Wexford no quiso presionarlo y se volvió hacia el padre:
– Lo de ayer noche era una despedida de soltero, ¿verdad? -Pertwee asintió-. ¿Sabe quién había?
– Jack, claro está, y el pobre Charlie. También estaban los del club de dardos, George Carter, un compañero llamado Bayles, Maurice Cullam, de Sewingbury, y dos tipos más. ¿No es así, Jack?
Jack asintió en silencio.
– Jack me contó que Charlie llegó tarde. Se fueron cuando el bar cerró y creo que luego cada uno se marchó por su lado. Charlie y Cullam pensaban llegar a casa atravesando los prados. ¿No es así, Jack?

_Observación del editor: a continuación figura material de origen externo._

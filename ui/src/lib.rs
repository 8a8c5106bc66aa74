//! Shared UI crate for the operations dashboard.
//!
//! `core` holds the framework-free aggregation pipeline; `panel` and `views`
//! render it with Dioxus. Platform launchers (desktop, web) only provide the
//! theme and language context and mount [`views::Dashboard`].

pub mod core;
pub mod i18n;
pub mod panel;
pub mod views;

pub mod components {
    pub mod app_navbar;
    pub use app_navbar::AppNavbar;
}

/// Shared stylesheet, embedded so packaged builds need no asset directory.
pub const THEME_CSS: &str = include_str!(concat!(
    env!("CARGO_MANIFEST_DIR"),
    "/assets/theme/main.css"
));
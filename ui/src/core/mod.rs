//! Framework-free aggregation pipeline: records in, panel view-models out.
//!
//! Everything under `core` is pure and synchronous so it can be exercised
//! without a running Dioxus runtime. The components in `crate::panel` call
//! [`assemble::assemble`] on every dataset or theme change.

pub mod aggregate;
pub mod assemble;
pub mod error;
pub mod format;
pub mod hour;
pub mod panel;
pub mod ranking;
pub mod record;
pub mod source;
pub mod theme;

pub use aggregate::{
    dataset_totals, summarize_by_hour, summarize_by_operator, DatasetTotals, HourSummary,
    OperatorSummary,
};
pub use assemble::{assemble, KpiCard, PanelViewModel, SeriesPoint};
pub use error::{ContractError, ImportError};
pub use panel::{ImportStatus, PanelKind, PanelState};
pub use ranking::{top_by_pieces, RankingEntry};
pub use record::{Dataset, DatasetOrigin, Record};
pub use source::{RecordSource, SampleConfig, SampleSource, WorkbookLayout, WorkbookSource};
pub use theme::{Palette, Theme};
//! Builds the complete view-model for one panel.
//!
//! [`assemble`] is the single entry point the components call whenever the
//! panel's dataset or the theme changes. It recomputes every summary from
//! scratch; datasets are small (tens to a few thousand rows) and every step is
//! linear, so there is no caching layer.

use serde::Serialize;

use super::aggregate::{dataset_totals, summarize_by_hour, summarize_by_operator};
use super::format::format_count;
use super::ranking::{ranked, top_n, RankingEntry};
use super::record::Dataset;
use super::theme::{self, Palette, Theme};

/// Number of operators shown on the podium cards.
pub const RANKING_SIZE: usize = 3;

const KPI_ICONS: [&str; 3] = ["📦", "🧾", "👤"];

#[derive(Debug, Clone, PartialEq, Eq, Serialize)]
pub struct KpiCard {
    pub title: String,
    pub value: u64,
    /// `value` with thousands grouped (`12.345`).
    pub display: String,
    pub gradient: &'static str,
    pub icon: &'static str,
}

#[derive(Debug, Clone, PartialEq, Eq, Serialize)]
pub struct SeriesPoint {
    pub label: String,
    pub value: u64,
}

#[derive(Debug, Clone, PartialEq, Eq, Serialize)]
pub struct PanelViewModel {
    /// Pieces total, orders total, distinct operators.
    pub kpis: [KpiCard; 3],
    /// Horizontal bars, in ranking order.
    pub pieces_by_operator: Vec<SeriesPoint>,
    /// Vertical bars, in ranking order.
    pub orders_by_operator: Vec<SeriesPoint>,
    /// Line chart, ascending hour.
    pub pieces_by_hour: Vec<SeriesPoint>,
    pub ranking: Vec<RankingEntry>,
    pub palette: Palette,
}

pub fn assemble(dataset: &Dataset, theme: Theme, titles: [String; 3]) -> PanelViewModel {
    let palette = theme::resolve(theme);
    let totals = dataset_totals(dataset);
    let operators = summarize_by_operator(dataset);
    let hours = summarize_by_hour(dataset);

    let by_rank = ranked(&operators);
    let pieces_by_operator = by_rank
        .iter()
        .map(|summary| SeriesPoint {
            label: summary.operator.clone(),
            value: summary.total_pieces,
        })
        .collect();
    let orders_by_operator = by_rank
        .iter()
        .map(|summary| SeriesPoint {
            label: summary.operator.clone(),
            value: summary.total_orders,
        })
        .collect();
    let pieces_by_hour = hours
        .iter()
        .map(|summary| SeriesPoint {
            label: summary.label(),
            value: summary.total_pieces,
        })
        .collect();

    let values = [
        totals.total_pieces,
        totals.total_orders,
        totals.distinct_operator_count as u64,
    ];
    let [pieces_title, orders_title, operators_title] = titles;
    let kpis = [
        kpi_card(pieces_title, values[0], palette.kpi_gradients[0], KPI_ICONS[0]),
        kpi_card(orders_title, values[1], palette.kpi_gradients[1], KPI_ICONS[1]),
        kpi_card(operators_title, values[2], palette.kpi_gradients[2], KPI_ICONS[2]),
    ];

    tracing::debug!(
        records = dataset.len(),
        operators = operators.len(),
        hours = hours.len(),
        theme = %theme,
        "panel view-model assembled"
    );

    PanelViewModel {
        kpis,
        pieces_by_operator,
        orders_by_operator,
        pieces_by_hour,
        ranking: top_n(&operators, RANKING_SIZE),
        palette,
    }
}

fn kpi_card(title: String, value: u64, gradient: &'static str, icon: &'static str) -> KpiCard {
    KpiCard {
        title,
        value,
        display: format_count(value),
        gradient,
        icon,
    }
}

#[cfg(test)]
mod tests {
    use super::*;
    use crate::core::record::Record;
    use crate::core::source::{RecordSource, SampleSource};

    fn titles() -> [String; 3] {
        [
            "Peças Faturadas".to_string(),
            "Pedidos Faturados".to_string(),
            "Operadores de Faturamento".to_string(),
        ]
    }

    fn scenario() -> Dataset {
        [
            Record::new("7h", "A", 10, 1),
            Record::new("7h", "B", 30, 2),
            Record::new("8h", "A", 5, 1),
        ]
        .into_iter()
        .collect()
    }

    #[test]
    fn kpis_carry_totals_titles_and_gradients() {
        let vm = assemble(&scenario(), Theme::Light, titles());
        let values: Vec<_> = vm.kpis.iter().map(|k| k.value).collect();
        assert_eq!(values, [45, 4, 2]);
        assert_eq!(vm.kpis[0].title, "Peças Faturadas");
        assert_eq!(vm.kpis[2].icon, "👤");
        assert_eq!(vm.kpis[1].gradient, theme::resolve(Theme::Light).kpi_gradients[1]);
    }

    #[test]
    fn series_follow_ranking_and_hour_order() {
        let vm = assemble(&scenario(), Theme::Dark, titles());
        let bars: Vec<_> = vm
            .pieces_by_operator
            .iter()
            .map(|p| (p.label.as_str(), p.value))
            .collect();
        assert_eq!(bars, [("B", 30), ("A", 15)]);

        let orders: Vec<_> = vm.orders_by_operator.iter().map(|p| p.value).collect();
        assert_eq!(orders, [2, 2]);

        let hours: Vec<_> = vm
            .pieces_by_hour
            .iter()
            .map(|p| (p.label.as_str(), p.value))
            .collect();
        assert_eq!(hours, [("7h", 40), ("8h", 5)]);

        assert_eq!(vm.ranking.len(), 2);
        assert_eq!(vm.ranking[0].operator, "B");
        assert_eq!(vm.palette.chart_template, "chart--dark");
    }

    #[test]
    fn podium_is_capped_at_three() {
        let dataset = SampleSource::seeded(3).load().unwrap();
        let vm = assemble(&dataset, Theme::Light, titles());
        assert_eq!(vm.ranking.len(), RANKING_SIZE);
        assert_eq!(vm.pieces_by_operator.len(), 10);
        assert_eq!(vm.pieces_by_hour.len(), 12);
    }

    #[test]
    fn assembling_twice_is_byte_identical() {
        let dataset = scenario();
        let first = serde_json::to_vec(&assemble(&dataset, Theme::Dark, titles())).unwrap();
        let second = serde_json::to_vec(&assemble(&dataset, Theme::Dark, titles())).unwrap();
        assert_eq!(first, second);
    }

    #[test]
    fn theme_change_only_touches_palette_fields() {
        let light = assemble(&scenario(), Theme::Light, titles());
        let dark = assemble(&scenario(), Theme::Dark, titles());
        assert_eq!(light.pieces_by_operator, dark.pieces_by_operator);
        assert_eq!(light.ranking, dark.ranking);
        assert_ne!(light.palette, dark.palette);
        assert_ne!(light.kpis[0].gradient, dark.kpis[0].gradient);
    }
}
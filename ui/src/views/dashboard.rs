use dioxus::prelude::*;

use crate::core::{theme, PanelKind, PanelState, Theme};
use crate::panel::{panel_title, PanelView};

#[component]
pub fn Dashboard() -> Element {
    // Theme lives in context when a launcher provides it; default to light otherwise.
    let theme_ctx: Option<Signal<Theme>> = try_use_context::<Signal<Theme>>();
    let theme = theme_ctx.map(|t| t()).unwrap_or_default();
    let palette = theme::resolve(theme);

    // Each panel keeps its own dataset across tab switches.
    let billing = use_signal(|| PanelState::sample(PanelKind::Billing));
    let picking = use_signal(|| PanelState::sample(PanelKind::Picking));
    let mut active = use_signal(|| PanelKind::Billing);

    let shown = match active() {
        PanelKind::Billing => billing,
        PanelKind::Picking => picking,
    };
    let shown_id = active().id();

    rsx! {
        section {
            class: "page page-dashboard theme--{theme}",
            style: "background:{palette.background};color:{palette.text};",
            nav { class: "dashboard-tabs", role: "tablist",
                for kind in PanelKind::ALL {
                    button {
                        key: "{kind.id()}",
                        r#type: "button",
                        role: "tab",
                        class: format!(
                            "dashboard-tabs__tab {}",
                            if active() == kind { "dashboard-tabs__tab--active" } else { "" }
                        ),
                        onclick: move |_| active.set(kind),
                        "{panel_title(kind)}"
                    }
                }
            }
            div { key: "{shown_id}", class: "dashboard__content",
                PanelView { state: shown, theme }
            }
        }
    }
}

Esta vez Jack levantó la cabeza. Burden decidió que era un imbécil afeminado, aborreciendo ojos enrojecidos del joven y el músculo que tiraba bruscamente de su mejilla. Pero Wexford habló con suavidad:
– Comprendo que haya sido un tremendo golpe para usted, señor Pertwee. Ya casi hemos terminado. ¿Volvieron juntos a casa el señor Cullam y el señor Hatton?
– Maurice se marchó primero -musitó Jack- a eso de las once menos veinte. Charlie… Charle y yo nos quedamos un rato hablando. -Un sollozo le subió a la garganta y tosió para ocultarlo-. Dijo que me deseaba lo mejor por si hoy no tenía oportunidad de hacerlo. ¡Dios santo, el pobre que no iba a tenerla!
– Anímate, hijo. Te serviré un whisky. Tienes que animarte, se lo debes a Marilyn. Es el día de tu boda, ¿recuerdas?
Jack rechazó la mano del padre y se incorporó tambaleándose.
– No habrá ninguna boda -declaró.
– No hablarás en serio, Jack. Piensa en tu chica y en los invitados. Pronto llegarán a la iglesia. Charlie no lo habría querido así.
– No pienso casarme hoy -respondió Jack-. Sé perfectamente lo que debo hacer. -Se aflojó la corbata con brusquedad y arrojó el chaqué contra el respaldo de una silla.
El padre, con el respeto por los trajes de alquiler propio de un trabajador, recogió el chaqué, lo alisó y se lo colgó del brazo como si fuera un ayuda de cámara. Aturdido por los acontecimientos, por la muerte que de súbito había cambiado el mundo, comenzó a disculparse, primero a los policías:
– No sé qué decir. El hecho de que su padrino haya muerto así… -Y luego, dirigiéndose a su hijo-: Daría mi mano derecha por poder cambiar las cosas, Jack. ¿Qué puedo hacer por ti, hijo? Haré lo que me pidas.
Jack dejó un puñado de pétalos destripados. De repente, una ráfaga de dignidad, le hizo enderezar la espalda y la cabeza.